Por José Manuyama Ahuite
Si el “fin de la historia” era todo este caos distópico de hospitales colapsados y desvanecimientos en las calles y domicilios de las principales ciudades que estamos viendo hoy, entonces, no hay mejor oportunidad para clausurarlo y reiniciarlo de nuevo por completo.
El gran “desarrollo” sustentado sobre el arrasamiento de bosques, de diversidad biológica, de océanos y de pueblos originarios, ya vemos que no era bueno ni para los millones de víctimas de siempre ni para la propia gente de origen eurocéntrico. El COVID-19 devela hoy una verdad que estuvo invisible, pues no importa de qué continente provengas, que los “condenados de la tierra” ya no recae solo sobre los pueblos indígenas y africanos, sino sin excepción en todos los seres que habitamos este planeta.
El coronavirus no es la única pandemia existente. Es la última que se agrega a una larga lista. Nuestra realidad se erige sobre diferentes pandemias que azotan nuestras vidas: la de la extracción aurífera, la del negocio de la droga, la de la contaminante industria petrolera, la de la tala y quema. No hablemos de la corrupción y la del dengue y la malaria, entre otras.
El azote del coronavirus no surgió de la nada ni es el aguafiestas que irrumpió para malograr nuestra sana y madura sociedad. Al contrario, solo evidencia el colapso sistémico de un modo de vida economicista, tóxico y depredador que a la larga no beneficia a nadie.
Devuelto a la fuerza a una suerte de conciencia primigenia, no podemos seguir reproduciendo el estado de crisis imperante. Quedarnos solo en la idea de acabar con el coronavirus, (se entiende cuando llegue ese momento esperado), sería como alegrarnos por meter un gol en un partido que culmina por goleada en contra nuestra. Debemos hacernos cargo de todos los males existentes a la vez de construir, no esa sociedad que queremos, sino esa que merecemos como personas dignas. Entonces, corresponde componer esa partitura de la nueva melodía “transcivilizadora” de la cual surja un mundo nuevo. Ya no tenemos que imitar a esas grandes e insostenibles urbes, ni requerimos la aprobación de nadie en especial. Se trata de un nosotros mismos en las diferentes partes del planeta. Y, en el Perú, vaya qué propio universo puede surgir de nuestra increíble diversidad cultural y geográfica trabajada al máximo.

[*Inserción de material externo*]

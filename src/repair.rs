//! Reconcile chunks whose vector was written but whose lexical document
//! may be missing.
//!
//! Walks the unlinked ledger rows. A row whose lexical document already
//! exists with the same `embedding_id` is only marked linked; otherwise the
//! document is re-indexed from the content stored in the ledger. Running it
//! twice in a row does nothing the second time.

use anyhow::Result;
use serde::Serialize;

use crate::config::Config;
use crate::error::RagResult;
use crate::services::Services;

#[derive(Debug, Clone, Copy, Default, PartialEq, Eq, Serialize)]
pub struct RepairReport {
    pub checked: usize,
    pub relinked: usize,
    pub already_present: usize,
}

pub async fn repair(services: &Services) -> RagResult<RepairReport> {
    let pending = services.ledger.pending().await?;
    let mut report = RepairReport {
        checked: pending.len(),
        ..Default::default()
    };

    for link in pending {
        let existing = services.lexical.get_by_id(&link.doc_id).await?;
        match existing {
            Some(doc) if doc.embedding_id == link.embedding_id => {
                report.already_present += 1;
            }
            _ => {
                services
                    .lexical
                    .index_document(
                        &link.doc_id,
                        &link.content,
                        serde_json::json!({ "source": link.document_name }),
                        link.embedding_id,
                    )
                    .await?;
                report.relinked += 1;
                tracing::info!(doc_id = %link.doc_id, embedding_id = link.embedding_id, "chunk relinked");
            }
        }
        services.ledger.mark_linked(&link.doc_id).await?;
    }

    tracing::info!(
        checked = report.checked,
        relinked = report.relinked,
        already_present = report.already_present,
        "repair complete"
    );
    Ok(report)
}

/// CLI entry.
pub async fn run_repair(config: &Config) -> Result<()> {
    let services = Services::from_config(config).await?;
    let report = repair(&services).await?;
    let counts = services.ledger.counts().await?;

    println!("repair");
    println!("  checked: {}", report.checked);
    println!("  relinked: {}", report.relinked);
    println!("  already present: {}", report.already_present);
    println!("  linked chunks: {}", counts.linked);
    println!("  pending chunks: {}", counts.pending);
    println!("ok");
    Ok(())
}
//! Core data models that flow through ingestion and retrieval.

use serde::{Deserialize, Serialize};

/// Answer returned to callers when the lexical index finds nothing.
pub const NO_RESULTS_MESSAGE: &str = "No relevant information found.";

/// A contiguous span of sentences from one document.
#[derive(Debug, Clone, PartialEq, Eq)]
pub struct Chunk {
    /// Position of the chunk within its document, starting at 0.
    pub ordinal: usize,
    pub text: String,
    /// Sum of the character lengths of the chunk's sentences.
    pub char_len: usize,
}

/// Record stored in the lexical index, one per ingested chunk.
#[derive(Debug, Clone, PartialEq, Serialize, Deserialize)]
pub struct LexicalDocument {
    pub id: String,
    pub content: String,
    pub metadata: serde_json::Value,
    /// Vector index position of the same chunk.
    pub embedding_id: u64,
}

/// Ranked lexical search hit.
#[derive(Debug, Clone, PartialEq, Serialize, Deserialize)]
pub struct LexicalHit {
    pub content: String,
    pub metadata: serde_json::Value,
    pub embedding_id: u64,
    pub score: f64,
}

/// Payload returned by the query pipeline and stored in the cache.
#[derive(Debug, Clone, PartialEq, Eq, Serialize, Deserialize)]
pub struct QueryResult {
    pub results: Vec<String>,
}

impl QueryResult {
    pub fn single(answer: impl Into<String>) -> Self {
        Self {
            results: vec![answer.into()],
        }
    }

    pub fn no_results() -> Self {
        Self::single(NO_RESULTS_MESSAGE)
    }
}

/// Outcome of ingesting one document.
#[derive(Debug, Clone, PartialEq, Eq, Serialize, Deserialize)]
pub struct IngestReport {
    pub document: String,
    pub indexed_chunk_count: usize,
    /// Vector positions assigned to the chunks, in chunk order.
    pub positions: Vec<u64>,
}

/// Lexical document id for chunk `ordinal` of `document_name`.
pub fn chunk_doc_id(document_name: &str, ordinal: usize) -> String {
    format!("{}_{}", document_name, ordinal)
}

Los gobiernos no pueden estar en manos de petroleras o mineras, ni de empresas que amenazan con convertir los ricos bosques en desiertos, ni de simples negociantes que están por encima del interés común.
No todo será desgracia si, de esta extraña circunstancia viral, encontramos la inflexión que nos devuelva la humanidad sustraída.
En este sentido la verdadera batalla no se reduce solo a ganar al coronavirus, sin negar que es la gran lucha del presente que debe ser superada. Es ir contra esa idea que produce todas las pandemias juntas: el pensamiento patriarcal, racista – occidentalizado, economicista – depredador sembrado en nuestras mentes. No nos quedemos cortos, ni desvaloremos todo el esfuerzo desplegado ni las vidas perdidas.
En estas circunstancias, las lecciones fundamentales, no solo para los chicos y chicas en edad escolar, sino para todos sin excepción, están en que empecemos de nuevo a ser simples seres vivos y luego seres humanos. Estar en casa, a lo que nos toca estar en cuarentena, nos devuelve a realidades tan básicas como aprender a estimarnos y tolerarnos entre sí. Nos devuelve al hecho de reconocer que la vida no se puede comprar y que la salud es el referente más importante que tenemos. Que las costumbres no son eternas y no pueden provocarnos enfermedades. Que la vida no depende del bolsillo sino de la inteligencia más fina para saber identificar lo que realmente vale la pena considerar. Que la alegría no cuesta. Que nuestras culturas originarias son las grandes bendiciones que debemos revalorar.
Es el mejor tiempo para descubrir el “monte originario” que llevamos dentro y encontrar allí la necesaria cordura y lucidez que rija la convivencia humana. Felizmente, en la selva ya vivimos rodeados de lo que queda del monte. Solo nos falta retomar el hilo de nuestra historia en comunión con las visiones de nuestros pueblos ancestrales y lo más valioso del presente, e inaugurar esa gran era de paz que tanto anhelamos.